Four years and four months ago, almost to the day, I started a humble little blog way over in a tiny corner of the blogosphere. Back in the day, there were few voices of women scientists in the blogosphere, and even fewer of women computer scientists. I had never had much luck keeping any semblance of a journal before, and I had no idea what I was going to say, really, because who really wants to hear the
rantings musings of a lowly pseudonymous computer scientist? I’m not a betting woman, but I thought this little experiment would last one month, tops.
Boy, was I wrong.
People actually stopped by to read what I had to say…and many of them stuck around. I found that writing was both fun and cathartic. I found a whole new community of people, of friends, of supporters, of commiserators. It was the support group I didn’t have, the voice of reason I wasn’t hearing, the sympathetic men and women that I lacked in my own department. Blogging got me through my horrible third-year review. It helped me clarify whether I wanted to stay in my current position or cut my losses and leave. It helped me figure out when I was overreacting and when I was really facing some serious gender-related shit. It helped me get over at least some of my fears: fear of standing up for myself in my department, fear of submitting my work in writing, fear that I wasn’t good enough for this job.
When I started this gig, at my former blog and here at ScienceBlogs, I promised myself that I would stop as soon as blogging became more of a chore than a hobby. Increasingly, it’s been the former. And so, I’ve decided to quit, to walk away before I run out of things to say or become irrelevant or before this blog jumps the shark.
I can’t point to exactly one moment when I decided I was done; it’s been more of an evolving process. I’m crazy busy this year: my job is demanding ever more of me, especially as I go up for tenure next year; my daughter is 2, and that’s both a fun and a very intensive age, requiring ever more of my time and energy; and there are lots of other things going on in my personal life that are increasingly taking up my time and energy as well. I’ve had plenty of ideas, but no time or energy or inclination to actually sit down and write them. And I kind of feel like I’ve said everything I can say in this space. Increasingly, I’m hitting the brick wall of pseudonymity: I’d love to talk about lots of things, like what the tenure process at my school is really like or what classes I’m teaching or stuff about my research or my fairly unusual background as an engineer who transitioned to computer science later in her career. But I can’t because of the whole being outed thing. (OK, maybe I just outed a little something about myself. But I feel like I should leave you with something. Feel better?)

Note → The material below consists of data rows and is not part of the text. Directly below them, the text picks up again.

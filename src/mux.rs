//! Address multiplexer: a GPIO expander whose outputs route the rail bus to one bank of rail expanders.

use embedded_hal::delay::DelayNs;

use crate::board::I2C_PMOD_GPIO_EXPANDER;
use crate::data_types::Rail;
use crate::error::Error;
use crate::expander::Expander;
use crate::registers::MUX_SETTLE_MS;

/// Multiplexer driver.
///
/// `current` mirrors the last selector value read from or written to the device. The output
/// register is still read on every select, since other bus owners may have changed it.
pub struct AddressMux<I2C, D> {
    expander: Expander<I2C>,
    delay: D,
    current: Option<u8>,
}

impl<I2C, D> AddressMux<I2C, D> {
    /// Create a multiplexer driver at the board's PMOD expander address (0x21).
    pub fn new(i2c: I2C, delay: D) -> Self {
        Self::with_address(i2c, I2C_PMOD_GPIO_EXPANDER, delay)
    }

    /// Create a multiplexer driver with a custom I2C address.
    pub fn with_address(i2c: I2C, address: u8, delay: D) -> Self {
        Self {
            expander: Expander::new(i2c, address),
            delay,
            current: None,
        }
    }

    pub fn address(&self) -> u8 {
        self.expander.address()
    }

    /// Last selector value seen on the device, if any.
    pub fn current(&self) -> Option<u8> {
        self.current
    }

    /// Give back the bus handle and the delay provider.
    pub fn release(self) -> (I2C, D) {
        (self.expander.release(), self.delay)
    }
}

impl<I2C, D> AddressMux<I2C, D>
where
    I2C: embedded_hal::i2c::I2c,
    D: DelayNs,
{
    /// All pins outputs, all outputs low.
    pub fn init(&mut self) -> Result<(), Error<I2C::Error>> {
        self.expander.init(0x00, 0x00)?;
        self.current = Some(0x00);
        Ok(())
    }

    /// Route the bus to `rail`'s bank and wait for it to settle.
    pub fn select(&mut self, rail: Rail) -> Result<(), Error<I2C::Error>> {
        self.select_code(rail.config().selector)
    }

    /// Drive `code` onto the selector outputs unless they already hold it, then wait
    /// [`MUX_SETTLE_MS`].
    pub fn select_code(&mut self, code: u8) -> Result<(), Error<I2C::Error>> {
        let cur = self.expander.read_output()?;
        if cur != code {
            self.expander.write_output(code)?;
            #[cfg(feature = "defmt")]
            defmt::debug!("mux: selector 0x{:02x} -> 0x{:02x}", cur, code);
        }
        self.current = Some(code);
        self.delay.delay_ms(MUX_SETTLE_MS);
        Ok(())
    }
}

I thought for a while about holding out until tenure. After all, isn’t that why some of you are reading? To see if I’ll succeed in this crazy quest or if I’ll just be another statistic in the leaky pipeline? But I don’t care much for stories that have neat endings. My favorite stories are the ones that leave you guessing at the end: did they end up together or not? does the record store get saved from the wrecking ball? did she live or die? So maybe it’s fitting that this blog ends with some loose ends as well.
I haven’t ruled out blogging ever again, but at least for now, I don’t want to do it anymore. I’ll continue to read and comment at y’all’s blogs; I just won’t have my own space to vent anymore. And I’m OK with that. I’ll still be Jane around those parts and I’ll still keep checking my Jane email, at least for a while….but who knows, maybe ScienceBlogs is already planning the reality show to pick my successor! See Jane Compute 2: This Time, It’s Personal.
(I am on FB IRL, so if you want to keep up w/ me that way, shoot me an email.)
What’s hardest for me about this decision, and what I will definitely miss the most, is the community. I am so, so humbled at the number of people who have read and commented and continue to read and comment. I am so grateful for all of the people I have met because of blogging—people too numerous to mention here. I am extremely grateful for the whole ScienceBlogs community: my SciBlings and Erin and Arikia, who have always made me feel welcome here and who have been tremendously supportive as well. I love you all and wish you all the best. And I hope to continue to be a part of the community, even without the blog.
Take care, everyone, and thanks so much for listening.